Shotgun Players in Berkeley, California

By: - Sep 01, 2019

The setting and the dominant “what it’s all about” theme seem evident from near the outset of Annie Baker’s comic social commentary The Flick, but as the narrative proceeds, multiple dimensions reveal a complex thematic web built on only three main characters. After a static beginning, the story seizes the audience’s attention, and Shotgun Player’s execution of the piece is near matchless.

Set in contemporary time, the action takes place in an old fashioned, single-screen movie theater with a traditional film projector (this is significant) rather than the digital technology that has overwhelmingly supplanted it in the marketplace. Three low skilled workers run the operation – two front-of-the-house employees handle box office, concessions, and clean up, while another runs the projector and helps out in other areas.

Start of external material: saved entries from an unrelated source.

//! Ethernet Inactivity Timer Information Element
//!
//! The Ethernet Inactivity Timer IE specifies the duration for Ethernet session inactivity timeout.
//! Per 3GPP TS 29.244 Section 8.2.105, this IE is used to detect inactive Ethernet sessions.

use crate::error::PfcpError;
use crate::ie::{Ie, IeType};
use std::time::Duration;

/// Ethernet Inactivity Timer
///
/// Specifies the inactivity timeout duration for Ethernet sessions.
///
/// # 3GPP Reference
/// 3GPP TS 29.244 Section 8.2.105
///
/// # Structure
/// - 4 octets: Timer value in seconds (network byte order)
///
/// # Examples
///
/// ```
/// use pfcp_core::ie::ethernet_inactivity_timer::EthernetInactivityTimer;
/// use std::time::Duration;
///
/// // Create timer for 60 seconds
/// let timer = EthernetInactivityTimer::new(Duration::from_secs(60));
/// assert_eq!(timer.duration(), Duration::from_secs(60));
///
/// // Create from seconds
/// let timer2 = EthernetInactivityTimer::from_secs(300);
/// assert_eq!(timer2.duration(), Duration::from_secs(300));
///
/// // Marshal and unmarshal
/// let bytes = timer.marshal();
/// let parsed = EthernetInactivityTimer::unmarshal(&bytes).unwrap();
/// assert_eq!(timer, parsed);
/// ```
#[derive(Debug, Clone, Copy, PartialEq, Eq, Hash)]
pub struct EthernetInactivityTimer {
    /// Timer value in seconds
    seconds: u32,
}

impl EthernetInactivityTimer {
    /// Create a new Ethernet Inactivity Timer
    ///
    /// # Arguments
    /// * `duration` - Timer duration (only seconds portion is used)
    ///
    /// # Example
    /// ```
    /// use pfcp_core::ie::ethernet_inactivity_timer::EthernetInactivityTimer;
    /// use std::time::Duration;
    ///
    /// let timer = EthernetInactivityTimer::new(Duration::from_secs(120));
    /// assert_eq!(timer.duration(), Duration::from_secs(120));
    /// ```
    pub fn new(duration: Duration) -> Self {
        EthernetInactivityTimer {
            seconds: duration.as_secs() as u32,
        }
    }

    /// Create from seconds
    ///
    /// # Arguments
    /// * `seconds` - Timer value in seconds
    ///
    /// # Example
    /// ```
    /// use pfcp_core::ie::ethernet_inactivity_timer::EthernetInactivityTimer;
    ///
    /// let timer = EthernetInactivityTimer::from_secs(600);
    /// assert_eq!(timer.seconds(), 600);
    /// ```
    pub fn from_secs(seconds: u32) -> Self {
        EthernetInactivityTimer { seconds }
    }

    /// Get the timer duration
    ///
    /// # Example
    /// ```
    /// use pfcp_core::ie::ethernet_inactivity_timer::EthernetInactivityTimer;
    /// use std::time::Duration;
    ///
    /// let timer = EthernetInactivityTimer::from_secs(180);
    /// assert_eq!(timer.duration(), Duration::from_secs(180));
    /// ```
    pub fn duration(&self) -> Duration {
        Duration::from_secs(self.seconds as u64)
    }

    /// Get the timer value in seconds
    ///
    /// # Example
    /// ```
    /// use pfcp_core::ie::ethernet_inactivity_timer::EthernetInactivityTimer;
    ///
    /// let timer = EthernetInactivityTimer::from_secs(90);
    /// assert_eq!(timer.seconds(), 90);
    /// ```
    pub fn seconds(&self) -> u32 {
        self.seconds
    }

    /// Marshal Ethernet Inactivity Timer to bytes
    ///
    /// # Returns
    /// 4-byte array with timer value in network byte order
    pub fn marshal(&self) -> [u8; 4] {
        self.seconds.to_be_bytes()
    }

    /// Unmarshal Ethernet Inactivity Timer from bytes
    ///
    /// # Arguments
    /// * `data` - Byte slice containing timer data (must be at least 4 bytes)
    ///
    /// # Errors
    /// Returns error if data is too short
    ///
    /// # Example
    /// ```
    /// use pfcp_core::ie::ethernet_inactivity_timer::EthernetInactivityTimer;
    ///
    /// let timer = EthernetInactivityTimer::from_secs(240);
    /// let bytes = timer.marshal();
    /// let parsed = EthernetInactivityTimer::unmarshal(&bytes).unwrap();
    /// assert_eq!(timer, parsed);
    /// ```
    pub fn unmarshal(data: &[u8]) -> Result<Self, PfcpError> {
        if data.len() < 4 {
            return Err(PfcpError::invalid_length(
                "Ethernet Inactivity Timer",
                IeType::EthernetInactivityTimer,
                4,
                data.len(),
            ));
        }

        let seconds = u32::from_be_bytes([data[0], data[1], data[2], data[3]]);
        Ok(EthernetInactivityTimer { seconds })
    }

    /// Convert to generic IE
    ///
    /// # Example
    /// ```
    /// use pfcp_core::ie::ethernet_inactivity_timer::EthernetInactivityTimer;
    /// use pfcp_core::ie::IeType;
    ///
    /// let timer = EthernetInactivityTimer::from_secs(60);
    /// let ie = timer.to_ie();
    /// assert_eq!(ie.ie_type, IeType::EthernetInactivityTimer);
    /// ```
    pub fn to_ie(&self) -> Ie {
        Ie::new(IeType::EthernetInactivityTimer, self.marshal().to_vec())
    }
}

#[cfg(test)]
mod tests {
    use super::*;

    #[test]
    fn test_ethernet_inactivity_timer_new() {
        let timer = EthernetInactivityTimer::new(Duration::from_secs(60));
        assert_eq!(timer.seconds(), 60);
        assert_eq!(timer.duration(), Duration::from_secs(60));
    }

    #[test]
    fn test_ethernet_inactivity_timer_from_secs() {
        let timer = EthernetInactivityTimer::from_secs(300);
        assert_eq!(timer.seconds(), 300);
    }

    #[test]
    fn test_ethernet_inactivity_timer_marshal() {
        let timer = EthernetInactivityTimer::from_secs(60);
        let bytes = timer.marshal();
        assert_eq!(bytes.len(), 4);
        assert_eq!(bytes, [0x00, 0x00, 0x00, 0x3C]); // 60 in hex = 0x3C

        let timer2 = EthernetInactivityTimer::from_secs(0x12345678);
        let bytes2 = timer2.marshal();
        assert_eq!(bytes2, [0x12, 0x34, 0x56, 0x78]);
    }

    #[test]
    fn test_ethernet_inactivity_timer_unmarshal_valid() {
        let data = [0x00, 0x00, 0x00, 0x3C]; // 60 seconds
        let timer = EthernetInactivityTimer::unmarshal(&data).unwrap();
        assert_eq!(timer.seconds(), 60);

        let data2 = [0x00, 0x00, 0x04, 0xB0]; // 1200 seconds (20 minutes)
        let timer2 = EthernetInactivityTimer::unmarshal(&data2).unwrap();
        assert_eq!(timer2.seconds(), 1200);
    }

    #[test]
    fn test_ethernet_inactivity_timer_unmarshal_short() {
        let data = [0x00, 0x00, 0x3C];
        let result = EthernetInactivityTimer::unmarshal(&data);
        assert!(result.is_err());
        let err = result.unwrap_err();
        assert!(matches!(err, PfcpError::InvalidLength { .. }));
    }

    #[test]
    fn test_ethernet_inactivity_timer_unmarshal_empty() {
        let result = EthernetInactivityTimer::unmarshal(&[]);
        assert!(result.is_err());
        let err = result.unwrap_err();
        assert!(matches!(err, PfcpError::InvalidLength { .. }));
        assert!(err.to_string().contains("Ethernet Inactivity Timer"));
        assert!(err.to_string().contains("4"));
        assert!(err.to_string().contains("0"));
    }

    #[test]
    fn test_ethernet_inactivity_timer_round_trip() {
        let test_cases = vec![
            0,        // No timer
            30,       // 30 seconds
            60,       // 1 minute
            300,      // 5 minutes
            600,      // 10 minutes
            1800,     // 30 minutes
            3600,     // 1 hour
            86400,    // 1 day
            u32::MAX, // Maximum value
        ];

        for seconds in test_cases {
            let original = EthernetInactivityTimer::from_secs(seconds);
            let marshaled = original.marshal();
            let unmarshaled = EthernetInactivityTimer::unmarshal(&marshaled).unwrap();
            assert_eq!(original, unmarshaled, "Failed for {} seconds", seconds);
        }
    }

    #[test]
    fn test_ethernet_inactivity_timer_to_ie() {
        let timer = EthernetInactivityTimer::from_secs(120);
        let ie = timer.to_ie();
        assert_eq!(ie.ie_type, IeType::EthernetInactivityTimer);
        assert_eq!(ie.payload.len(), 4);

        // Verify IE can be unmarshaled
        let parsed = EthernetInactivityTimer::unmarshal(&ie.payload).unwrap();
        assert_eq!(timer, parsed);
    }

    #[test]
    fn test_ethernet_inactivity_timer_scenarios() {
        // Scenario 1: Short inactivity timeout (30 seconds)
        let short_timeout = EthernetInactivityTimer::from_secs(30);
        assert_eq!(short_timeout.duration(), Duration::from_secs(30));

        // Scenario 2: Standard inactivity timeout (5 minutes)
        let standard_timeout = EthernetInactivityTimer::from_secs(300);
        assert_eq!(standard_timeout.duration(), Duration::from_secs(300));

        // Scenario 3: Long inactivity timeout (30 minutes)
        let long_timeout = EthernetInactivityTimer::from_secs(1800);
        assert_eq!(long_timeout.duration(), Duration::from_secs(1800));

        // Scenario 4: Very long timeout (1 day)
        let very_long = EthernetInactivityTimer::from_secs(86400);
        assert_eq!(very_long.duration(), Duration::from_secs(86400));

        // Scenario 5: Disabled (0 seconds - infinite)
        let disabled = EthernetInactivityTimer::from_secs(0);
        assert_eq!(disabled.seconds(), 0);
    }

    #[test]
    fn test_ethernet_inactivity_timer_clone_copy() {
        let timer1 = EthernetInactivityTimer::from_secs(180);
        let timer2 = timer1;
        assert_eq!(timer1, timer2);

        let timer3 = timer1;
        assert_eq!(timer1, timer3);
    }

    #[test]
    fn test_ethernet_inactivity_timer_duration_conversion() {
        // Test Duration to Timer conversion
        let duration = Duration::from_secs(500);
        let timer = EthernetInactivityTimer::new(duration);
        assert_eq!(timer.duration(), Duration::from_secs(500));

        // Test that subsecond precision is truncated
        let duration_with_nanos = Duration::new(100, 500_000_000); // 100.5 seconds
        let timer2 = EthernetInactivityTimer::new(duration_with_nanos);
        assert_eq!(timer2.seconds(), 100); // Only 100 seconds, nanos truncated
    }
}
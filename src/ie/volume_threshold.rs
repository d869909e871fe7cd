// src/ie/volume_threshold.rs

//! Volume Threshold Information Element.

use std::io;

#[derive(Debug, Clone, Copy, PartialEq, Eq, Default)]
pub struct VolumeThreshold {
    pub tovol: bool,
    pub ulvol: bool,
    pub dlvol: bool,
    pub total_volume: Option<u64>,
    pub uplink_volume: Option<u64>,
    pub downlink_volume: Option<u64>,
}

impl VolumeThreshold {
    pub fn new(
        tovol: bool,
        ulvol: bool,
        dlvol: bool,
        total_volume: Option<u64>,
        uplink_volume: Option<u64>,
        downlink_volume: Option<u64>,
    ) -> Self {
        VolumeThreshold {
            tovol,
            ulvol,
            dlvol,
            total_volume,
            uplink_volume,
            downlink_volume,
        }
    }

    pub fn marshal(&self) -> Vec<u8> {
        let mut data = Vec::new();
        let mut flags = 0;
        if self.tovol {
            flags |= 0b1;
        }
        if self.ulvol {
            flags |= 0b10;
        }
        if self.dlvol {
            flags |= 0b100;
        }
        data.push(flags);
        if let Some(vol) = self.total_volume {
            data.extend_from_slice(&vol.to_be_bytes());
        }
        if let Some(vol) = self.uplink_volume {
            data.extend_from_slice(&vol.to_be_bytes());
        }
        if let Some(vol) = self.downlink_volume {
            data.extend_from_slice(&vol.to_be_bytes());
        }
        data
    }

    pub fn unmarshal(data: &[u8]) -> Result<Self, io::Error> {
        if data.is_empty() {
            return Err(io::Error::new(
                io::ErrorKind::InvalidData,
                "Not enough data for VolumeThreshold",
            ));
        }
        let flags = data[0];
        let tovol = (flags & 0b1) == 0b1;
        let ulvol = (flags & 0b10) == 0b10;
        let dlvol = (flags & 0b100) == 0b100;

        let mut offset = 1;
        let total_volume = if tovol {
            if data.len() < offset + 8 {
                return Err(io::Error::new(
                    io::ErrorKind::InvalidData,
                    "Not enough data for Total Volume",
                ));
            }
            let vol = u64::from_be_bytes(data[offset..offset + 8].try_into().unwrap());
            offset += 8;
            Some(vol)
        } else {
            None
        };

        let uplink_volume = if ulvol {
            if data.len() < offset + 8 {
                return Err(io::Error::new(
                    io::ErrorKind::InvalidData,
                    "Not enough data for Uplink Volume",
                ));
            }
            let vol = u64::from_be_bytes(data[offset..offset + 8].try_into().unwrap());
            offset += 8;
            Some(vol)
        } else {
            None
        };

        let downlink_volume = if dlvol {
            if data.len() < offset + 8 {
                return Err(io::Error::new(
                    io::ErrorKind::InvalidData,
                    "Not enough data for Downlink Volume",
                ));
            }
            let vol = u64::from_be_bytes(data[offset..offset + 8].try_into().unwrap());
            Some(vol)
        } else {
            None
        };

        Ok(VolumeThreshold {
            tovol,
            ulvol,
            dlvol,
            total_volume,
            uplink_volume,
            downlink_volume,
        })
    }
}

#[cfg(test)]
mod tests {
    use super::*;

    #[test]
    fn test_volume_threshold_marshal_unmarshal() {
        let vt = VolumeThreshold::new(true, true, false, Some(1000), Some(500), None);
        let marshaled = vt.marshal();
        let unmarshaled = VolumeThreshold::unmarshal(&marshaled).unwrap();
        assert_eq!(unmarshaled, vt);
    }

    #[test]
    fn test_volume_threshold_unmarshal_invalid_data() {
        let data = [0b1]; // Flag set, but no data
        let result = VolumeThreshold::unmarshal(&data);
        assert!(result.is_err());
    }
}
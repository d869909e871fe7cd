//! Suggested Buffering Packets Count IE.

use crate::error::PfcpError;
use crate::ie::{Ie, IeType};

/// Represents a Suggested Buffering Packets Count.
#[derive(Debug, Clone, PartialEq, Eq)]
pub struct SuggestedBufferingPacketsCount {
    pub count: u16,
}

impl SuggestedBufferingPacketsCount {
    /// Creates a new Suggested Buffering Packets Count.
    pub fn new(count: u16) -> Self {
        SuggestedBufferingPacketsCount { count }
    }

    /// Marshals the Suggested Buffering Packets Count into a byte vector.
    pub fn marshal(&self) -> Vec<u8> {
        self.count.to_be_bytes().to_vec()
    }

    /// Unmarshals a byte slice into a Suggested Buffering Packets Count.
    pub fn unmarshal(payload: &[u8]) -> Result<Self, PfcpError> {
        if payload.len() < 2 {
            return Err(PfcpError::invalid_length(
                "Suggested Buffering Packets Count",
                IeType::DlBufferingSuggestedPacketCount,
                2,
                payload.len(),
            ));
        }
        Ok(SuggestedBufferingPacketsCount {
            count: u16::from_be_bytes([payload[0], payload[1]]),
        })
    }

    /// Wraps the Suggested Buffering Packets Count in a SuggestedBufferingPacketsCount IE.
    pub fn to_ie(&self) -> Ie {
        Ie::new(IeType::DlBufferingSuggestedPacketCount, self.marshal())
    }
}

Industries with menial jobs fill the world, full of mind-numbing repetitiveness, boredom, and small talk about the highlights from the work’s most memorable events, insignificant though they usually are. Most of those jobs, from warehouse clerks to baristas, operate in an environment with little enrichment or interest to outside parties. Cinema house workers at least benefit from observing the stimulating world of fantasy in an industry that has great social interest and significance. This factor also enhances its theatricality. One of the relevant devices that the playwright uses to demonstrate the interesting byproduct of these menial jobs is that the two men repeatedly play the movie version of “Six Degrees of Separation.” (The game is illustrated below the review).

Baker endows her characters with very different traits. At age 35, Sam is the oldest and longest tenured at the cinema. He is a dead ender but is a big movie fan and pretty reconciled to his fate. Rose is a more recent hire but was promoted to the projection room over Sam. Vivacious and seemingly carefree, she attended some college and incurred debt that, like many others, she really has no means for repaying given her income prospects. The recent addition is Avery. A sensitive young black man with deep love and encyclopedic knowledge of movies, he is mysteriously “taking a break” from his college education at Clark University, where he has a free ride because his father is a professor.

The players socialize comfortably, but their disparities will drive the relationships and reveal clefts as when Avery thoughtlessly asks the hapless Sam “What do you want to do when you grow up?” The trait differences will especially influence the defining moment of the play, which adds another dimension to a situational ethics issue that runs throughout.

Baker’s insights into the psyches of the characters rings true as does the realism of the issues and incidents they confront. The pace of the character exposition engages the viewer. It’s hard to know the destination of the plot, and there are some little surprises along the way. While the total consequences of the action lack profundity, the viewer will probably care about the happenings.

One weakness in the storyline is the playwright’s inability to edit down from a three-hour running time to a length reasonable for the topic matter. Like many contemporary movie directors, she seems unable to abandon story elements that may stand well on their own but dilute the overall effect. One tract that is an unnecessary waste of 10 or 15 minutes is the opening scene. Not only does it bore to tears, but it takes some time for the audience to put that experience behind them and hope that things will get better. Fortunately, they do.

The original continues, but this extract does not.